As long as I've been involved in apologetics, there have always been people who seemed to be capable of nothing more than spouting vitriol, invective, and insult. You couldn't reason with them. You couldn't have a civil or rational conversation with them. The internet is still full of people like that. YouTube is overrun by them.
But things have changed. Ridicule and emotional outbursts are no longer limited to random people on the internet. Now, even the most intelligent and educated atheists are advocating it. Here is Richard Dawkins encouraging his followers to ridicule Christians (especially Catholics):
When I first started noticing intellectuals engaging in this kind of behavior, I lost respect for them. I had a hard time taking them seriously. I automatically assumed that if somebody was acting that way that they were unsophisticated and didn't have much of value to contribute. It made me not want to read their books because I didn't value their input. I assumed they were just like the people I had run into on message boards and YouTube.

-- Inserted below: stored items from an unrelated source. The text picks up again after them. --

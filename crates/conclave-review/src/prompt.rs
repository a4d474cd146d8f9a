//! Request-body construction for the review gateway.

/// Context sentence used when the caller supplies none.
pub const DEFAULT_CONTEXT: &str = "Please review the submitted code.";

/// Wrap caller context and code in the envelope the reviewer agents expect.
///
/// The gateway's agents are prompted against a fixed two-part envelope:
/// the task description inside `<user_input>`, the submission inside
/// `<response>`.
///
/// # Examples
///
/// ```
/// use conclave_review::prompt::review_envelope;
///
/// let body = review_envelope("Check error handling", "fn main() {}");
/// assert!(body.starts_with("<user_input>"));
/// assert!(body.contains("fn main() {}"));
/// ```
pub fn review_envelope(context: &str, code: &str) -> String {
    format!("<user_input>\n{context}\n</user_input>\n<response>\n{code}\n</response>")
}
//! Integration tests for the gateway link against an in-process WebSocket
//! server standing in for the review gateway.

use std::time::Duration;

use futures_util::{SinkExt, StreamExt};
use tokio::net::{TcpListener, TcpStream};
use tokio::task::JoinHandle;
use tokio_tungstenite::tungstenite::Message;
use tokio_tungstenite::WebSocketStream;

use conclave_core::{ConclaveError, GatewayConfig};
use conclave_gateway::protocol::{ReviewRequestFrame, AGENT_ROSTER};
use conclave_gateway::GatewayLink;

type ServerWs = WebSocketStream<TcpStream>;

/// Bind a one-connection mock gateway and run `script` against it.
async fn spawn_gateway<F, Fut>(script: F) -> (GatewayConfig, JoinHandle<()>)
where
    F: FnOnce(ServerWs) -> Fut + Send + 'static,
    Fut: std::future::Future<Output = ()> + Send,
{
    let listener = TcpListener::bind("127.0.0.1:0").await.unwrap();
    let addr = listener.local_addr().unwrap();

    let server = tokio::spawn(async move {
        let (stream, _) = listener.accept().await.unwrap();
        let ws = tokio_tungstenite::accept_async(stream).await.unwrap();
        script(ws).await;
    });

    let config = GatewayConfig {
        url: format!("ws://{addr}/ws"),
        ..GatewayConfig::default()
    };
    (config, server)
}

/// Read frames until the review request arrives, returning its id.
async fn recv_request_id(ws: &mut ServerWs) -> String {
    loop {
        let message = ws
            .next()
            .await
            .expect("client closed before sending a request")
            .unwrap();
        if let Message::Text(text) = message {
            let value: serde_json::Value = serde_json::from_str(&text).unwrap();
            assert_eq!(value["type"], "agent_judgement");
            assert_eq!(value["agents"].as_array().unwrap().len(), 3);
            return value["request_id"].as_str().unwrap().to_string();
        }
    }
}

fn agent_response(request_id: &str, agent_idx: usize, content: &str, completed: bool) -> Message {
    let mut value = serde_json::json!({
        "type": "agent_response",
        "request_id": request_id,
        "agent_id": AGENT_ROSTER[agent_idx].1,
        "content": content,
    });
    if completed {
        value["status"] = "completed".into();
    }
    Message::Text(value.to_string())
}

async fn wait_until_disconnected(link: &GatewayLink) {
    for _ in 0..100 {
        if !link.is_connected() {
            return;
        }
        tokio::time::sleep(Duration::from_millis(20)).await;
    }
    panic!("link never noticed the disconnect");
}

#[tokio::test]
async fn collects_three_verdicts_and_resolves() {
    let (config, server) = spawn_gateway(|mut ws| async move {
        let id = recv_request_id(&mut ws).await;
        for (idx, content) in [(0usize, "POSITIVE"), (1, "POSITIVE"), (2, "NEGATIVE")] {
            ws.send(agent_response(&id, idx, content, true)).await.unwrap();
        }
        // Hold the connection open until the client is done.
        let _ = ws.next().await;
    })
    .await;

    let link = GatewayLink::connect(&config).await.unwrap();
    let request_id = "0b51b04c-26a4-43ea-926c-7c44cd1c36a9";
    let mut waiter = link.register(request_id).unwrap();
    let frame = ReviewRequestFrame::new(request_id, "fn main() {}".into());
    link.send_request(&frame).await.unwrap();

    let verdicts = waiter.recv().await.unwrap();
    assert_eq!(verdicts.len(), 3);
    assert_eq!(verdicts[0].agent, "melchior");
    assert_eq!(verdicts[2].agent, "casper");
    assert_eq!(link.pending(), 0);

    link.shutdown().await;
    server.abort();
}

#[tokio::test]
async fn streamed_chunks_concatenate_into_one_narrative() {
    let (config, server) = spawn_gateway(|mut ws| async move {
        let id = recv_request_id(&mut ws).await;
        ws.send(agent_response(&id, 0, "Reads cleanly, ", false))
            .await
            .unwrap();
        ws.send(agent_response(&id, 0, "ship it. POSITIVE", true))
            .await
            .unwrap();
        ws.send(agent_response(&id, 1, "POSITIVE", true)).await.unwrap();
        ws.send(agent_response(&id, 2, "POSITIVE", true)).await.unwrap();
        let _ = ws.next().await;
    })
    .await;

    let link = GatewayLink::connect(&config).await.unwrap();
    let request_id = "e9d1c0de-0000-4000-8000-000000000001";
    let mut waiter = link.register(request_id).unwrap();
    link.send_request(&ReviewRequestFrame::new(request_id, "code".into()))
        .await
        .unwrap();

    let verdicts = waiter.recv().await.unwrap();
    let melchior = verdicts.iter().find(|v| v.agent == "melchior").unwrap();
    assert_eq!(melchior.narrative, "Reads cleanly, ship it. POSITIVE");

    link.shutdown().await;
    server.abort();
}

#[tokio::test]
async fn mistagged_frames_do_not_disturb_a_pending_request() {
    let (config, server) = spawn_gateway(|mut ws| async move {
        let id = recv_request_id(&mut ws).await;
        // A response for a request nobody issued.
        ws.send(agent_response(
            "ffffffff-ffff-4fff-8fff-ffffffffffff",
            0,
            "NEGATIVE",
            true,
        ))
        .await
        .unwrap();
        // The real verdicts still flow.
        for idx in 0..3 {
            ws.send(agent_response(&id, idx, "POSITIVE", true)).await.unwrap();
        }
        let _ = ws.next().await;
    })
    .await;

    let link = GatewayLink::connect(&config).await.unwrap();
    let request_id = "e9d1c0de-0000-4000-8000-000000000002";
    let mut waiter = link.register(request_id).unwrap();
    link.send_request(&ReviewRequestFrame::new(request_id, "code".into()))
        .await
        .unwrap();

    let verdicts = waiter.recv().await.unwrap();
    assert_eq!(verdicts.len(), 3);
    assert!(verdicts.iter().all(|v| v.agent != "ghost"));

    link.shutdown().await;
    server.abort();
}

#[tokio::test]
async fn connection_drop_fails_all_pending_requests() {
    let (config, server) = spawn_gateway(|mut ws| async move {
        let id = recv_request_id(&mut ws).await;
        ws.send(agent_response(&id, 0, "POSITIVE", true)).await.unwrap();
        // Drop the connection with two verdicts outstanding.
    })
    .await;

    let link = GatewayLink::connect(&config).await.unwrap();
    let request_id = "e9d1c0de-0000-4000-8000-000000000003";
    let mut waiter = link.register(request_id).unwrap();
    link.send_request(&ReviewRequestFrame::new(request_id, "code".into()))
        .await
        .unwrap();

    let err = waiter.recv().await.unwrap_err();
    assert!(matches!(err, ConclaveError::ConnectionLost));
    assert_eq!(link.pending(), 0);

    server.await.unwrap();
}

#[tokio::test]
async fn send_fails_once_the_link_is_down() {
    let (config, server) = spawn_gateway(|mut ws| async move {
        // Close immediately after the handshake.
        let _ = ws.close(None).await;
    })
    .await;

    let link = GatewayLink::connect(&config).await.unwrap();
    wait_until_disconnected(&link).await;

    let err = link
        .send_request(&ReviewRequestFrame::new(
            "e9d1c0de-0000-4000-8000-000000000004",
            "code".into(),
        ))
        .await
        .unwrap_err();
    assert!(matches!(err, ConclaveError::Send(_)));

    server.await.unwrap();
}

#[tokio::test]
async fn concurrent_registration_of_one_id_is_rejected() {
    let (config, server) = spawn_gateway(|mut ws| async move {
        let _ = ws.next().await;
    })
    .await;

    let link = GatewayLink::connect(&config).await.unwrap();
    let request_id = "e9d1c0de-0000-4000-8000-000000000005";
    let _waiter = link.register(request_id).unwrap();
    let err = link.register(request_id).unwrap_err();
    assert!(matches!(err, ConclaveError::DuplicateId(_)));

    link.shutdown().await;
    server.abort();
}

#[tokio::test]
async fn connect_to_a_dead_endpoint_is_a_connection_error() {
    // Bind-then-drop to get a port with no listener behind it.
    let listener = TcpListener::bind("127.0.0.1:0").await.unwrap();
    let addr = listener.local_addr().unwrap();
    drop(listener);

    let config = GatewayConfig {
        url: format!("ws://{addr}/ws"),
        ..GatewayConfig::default()
    };
    let err = GatewayLink::connect(&config).await.unwrap_err();
    assert!(matches!(err, ConclaveError::Connection(_)));
}
//! The persistent WebSocket link to the review gateway.
//!
//! One [`GatewayLink`] owns one logical connection. Callers register a
//! correlation id, send their framed request, and suspend on the returned
//! waiter; a single spawned reader task drains every inbound frame and
//! dispatches it into the [`CorrelationTable`]. Frames that reference no
//! pending request are logged and dropped — they never surface to a caller.
//! When the connection closes unexpectedly, every pending slot resolves
//! with [`ConclaveError::ConnectionLost`] instead of being left to time out.

use std::sync::atomic::{AtomicBool, Ordering};
use std::sync::Arc;

use chrono::Utc;
use futures_util::stream::{SplitSink, SplitStream};
use futures_util::{SinkExt, StreamExt};
use tokio::net::TcpStream;
use tokio::task::JoinHandle;
use tokio_tungstenite::tungstenite::Message;
use tokio_tungstenite::{MaybeTlsStream, WebSocketStream};

use conclave_core::{AgentVerdict, ConclaveError, GatewayConfig};

use crate::auth;
use crate::correlation::{CorrelationTable, VerdictWaiter};
use crate::protocol::{self, GatewayMessage, ReviewRequestFrame, EXPECTED_VERDICTS};

type WsStream = WebSocketStream<MaybeTlsStream<TcpStream>>;
type WsSink = SplitSink<WsStream, Message>;

/// The single shared connection to the review gateway.
///
/// Cheap to share behind an [`Arc`]; any number of caller tasks may have
/// outstanding requests at once. Outbound sends serialize on an async mutex
/// over the write half; only the reader task touches the read half.
pub struct GatewayLink {
    table: Arc<CorrelationTable>,
    sink: tokio::sync::Mutex<WsSink>,
    connected: Arc<AtomicBool>,
    reader: JoinHandle<()>,
}

impl std::fmt::Debug for GatewayLink {
    fn fmt(&self, f: &mut std::fmt::Formatter<'_>) -> std::fmt::Result {
        f.debug_struct("GatewayLink")
            .field("connected", &self.connected.load(std::sync::atomic::Ordering::Relaxed))
            .finish_non_exhaustive()
    }
}

impl GatewayLink {
    /// Establish the connection and spawn the reader task.
    ///
    /// Authentication uses the configured app identity, falling back to the
    /// gateway's built-in development identity.
    ///
    /// # Errors
    ///
    /// Returns [`ConclaveError::Connection`] if the WebSocket handshake
    /// fails.
    pub async fn connect(config: &GatewayConfig) -> Result<Self, ConclaveError> {
        let app_id = config.app_id.as_deref().unwrap_or(auth::DEV_APP_ID);
        let app_secret = config.app_secret.as_deref().unwrap_or(auth::DEV_APP_SECRET);
        let token = auth::auth_token(app_id, app_secret, Utc::now().timestamp() as u64);
        let url = auth::authenticated_url(&config.url, app_id, &token);

        tracing::info!(url = %config.url, "connecting to review gateway");
        let (ws, _response) = tokio_tungstenite::connect_async(url.as_str())
            .await
            .map_err(|e| {
                ConclaveError::Connection(format!("failed to reach gateway at {}: {e}", config.url))
            })?;

        let (sink, stream) = ws.split();
        let table = Arc::new(CorrelationTable::new(EXPECTED_VERDICTS));
        let connected = Arc::new(AtomicBool::new(true));

        let reader = tokio::spawn(reader_loop(
            stream,
            Arc::clone(&table),
            Arc::clone(&connected),
        ));

        Ok(Self {
            table,
            sink: tokio::sync::Mutex::new(sink),
            connected,
            reader,
        })
    }

    /// Whether the link currently believes it is connected.
    pub fn is_connected(&self) -> bool {
        self.connected.load(Ordering::SeqCst)
    }

    /// Number of requests currently awaiting verdicts.
    pub fn pending(&self) -> usize {
        self.table.len()
    }

    /// Verdicts the gateway delivers per request.
    pub fn expected_verdicts(&self) -> usize {
        self.table.expected()
    }

    /// Register a correlation id and hand back the waiter to suspend on.
    ///
    /// # Errors
    ///
    /// Returns [`ConclaveError::DuplicateId`] if the id already has a live
    /// slot.
    pub fn register(&self, request_id: &str) -> Result<VerdictWaiter, ConclaveError> {
        self.table.register(request_id)
    }

    /// Detach a pending request, returning any verdicts collected so far.
    ///
    /// Used on timeout and on caller cancellation; a frame arriving for the
    /// id afterwards is dropped as unknown.
    pub fn discard(&self, request_id: &str) -> Option<Vec<AgentVerdict>> {
        self.table.remove(request_id)
    }

    /// Serialize and transmit one review request frame.
    ///
    /// # Errors
    ///
    /// Returns [`ConclaveError::Send`] when the link is not connected or the
    /// transport rejects the frame.
    pub async fn send_request(&self, frame: &ReviewRequestFrame) -> Result<(), ConclaveError> {
        if !self.is_connected() {
            return Err(ConclaveError::Send("gateway link is not connected".into()));
        }
        let json = serde_json::to_string(frame)?;
        tracing::debug!(request_id = %frame.request_id, "sending review request");
        let mut sink = self.sink.lock().await;
        sink.send(Message::Text(json)).await.map_err(|e| {
            self.connected.store(false, Ordering::SeqCst);
            ConclaveError::Send(format!("failed to transmit review request: {e}"))
        })
    }

    /// Close the connection and resolve anything still pending.
    pub async fn shutdown(&self) {
        self.connected.store(false, Ordering::SeqCst);
        let mut sink = self.sink.lock().await;
        let _ = sink.send(Message::Close(None)).await;
        self.table.fail_all(|| ConclaveError::ConnectionLost);
    }
}

impl Drop for GatewayLink {
    fn drop(&mut self) {
        self.reader.abort();
        self.table.fail_all(|| ConclaveError::ConnectionLost);
    }
}

/// Drain inbound frames until the stream ends, then broadcast the loss.
async fn reader_loop(
    mut stream: SplitStream<WsStream>,
    table: Arc<CorrelationTable>,
    connected: Arc<AtomicBool>,
) {
    while let Some(message) = stream.next().await {
        match message {
            Ok(Message::Text(text)) => dispatch_frame(&text, &table),
            Ok(Message::Close(frame)) => {
                tracing::info!(close_frame = ?frame, "gateway closed the connection");
                break;
            }
            Ok(Message::Ping(_) | Message::Pong(_) | Message::Binary(_) | Message::Frame(_)) => {
                // Ping/pong is handled by tungstenite; the gateway never
                // sends binary frames.
            }
            Err(e) => {
                tracing::error!(error = %e, "gateway transport error");
                break;
            }
        }
    }

    connected.store(false, Ordering::SeqCst);
    table.fail_all(|| ConclaveError::ConnectionLost);
    tracing::debug!("gateway reader task terminated");
}

/// Decode one text frame and route it into the table.
///
/// Every failure mode here is drop-and-log: a malformed frame, an unknown
/// frame type, an unrecognized agent, or an id with no pending slot must not
/// disturb unrelated requests.
fn dispatch_frame(text: &str, table: &CorrelationTable) {
    let message: GatewayMessage = match serde_json::from_str(text) {
        Ok(message) => message,
        Err(e) => {
            tracing::warn!(error = %e, "dropping malformed gateway frame");
            return;
        }
    };

    match message {
        GatewayMessage::AgentResponse {
            request_id,
            agent_id,
            content,
            status,
        } => {
            let Some(agent) = protocol::agent_name(&agent_id) else {
                tracing::warn!(agent_id = %agent_id, "dropping frame from unknown agent");
                return;
            };
            let completed = status.as_deref() == Some("completed");
            match table.append_chunk(&request_id, agent, &content, completed) {
                Ok(true) => {
                    tracing::debug!(request_id = %request_id, "all verdicts collected");
                }
                Ok(false) => {}
                Err(ConclaveError::UnknownId(id)) => {
                    tracing::warn!(request_id = %id, "dropping response for unknown request id");
                }
                Err(e) => {
                    tracing::warn!(error = %e, "failed to record agent response");
                }
            }
        }
        GatewayMessage::Error {
            request_id: Some(id),
            message,
        } => {
            tracing::warn!(request_id = %id, error = %message, "gateway reported request failure");
            if !table.fail(&id, ConclaveError::Gateway(message)) {
                tracing::debug!(request_id = %id, "error frame for unknown request id");
            }
        }
        GatewayMessage::Error {
            request_id: None,
            message,
        } => {
            tracing::warn!(error = %message, "gateway reported a connection-level error");
        }
        GatewayMessage::Unknown => {
            tracing::debug!("unhandled gateway frame type");
        }
    }
}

And that made me curious why they would behave that way. It seemed counter-productive. In The God Delusion, Dawkins said his purpose was to convert religious people into atheists (p. 28; my review). I couldn't understand why he would advocate ridicule if he really wanted to win Christians over. It seemed like that would just turn them off and make them not even want to read his book or hear his arguments. My suspicion was that Dawkins had been humiliated for years by people (even his fellow atheists), calling him a coward for refusing to debate William Lane Craig, and he was just lashing out. He wanted other people to join him in order to reinforce his feeling of superiority.
But then I read a couple of blog entries on Debunking Christianity by John Loftus. The first one was called "The era of the angry atheist is over." He cited Richard Dawkins as early as 2002 saying, "Let's all stop being so damned respectful." Then he called it a "strategy." The goal, apparently, was to wake people up--to get them talking and debating, to get fence-sitters to change their minds, to get atheists to be open about their atheism. Loftus, who calls himself a pragmatist, argued in this blog entry that the era of the "angry atheist" is (or ought to be) over because the strategy no longer works. It alienates Christians. But then he said there are still plenty of reasons to engage in ridicule because, as Richard Carrier argued, "it does have an effect."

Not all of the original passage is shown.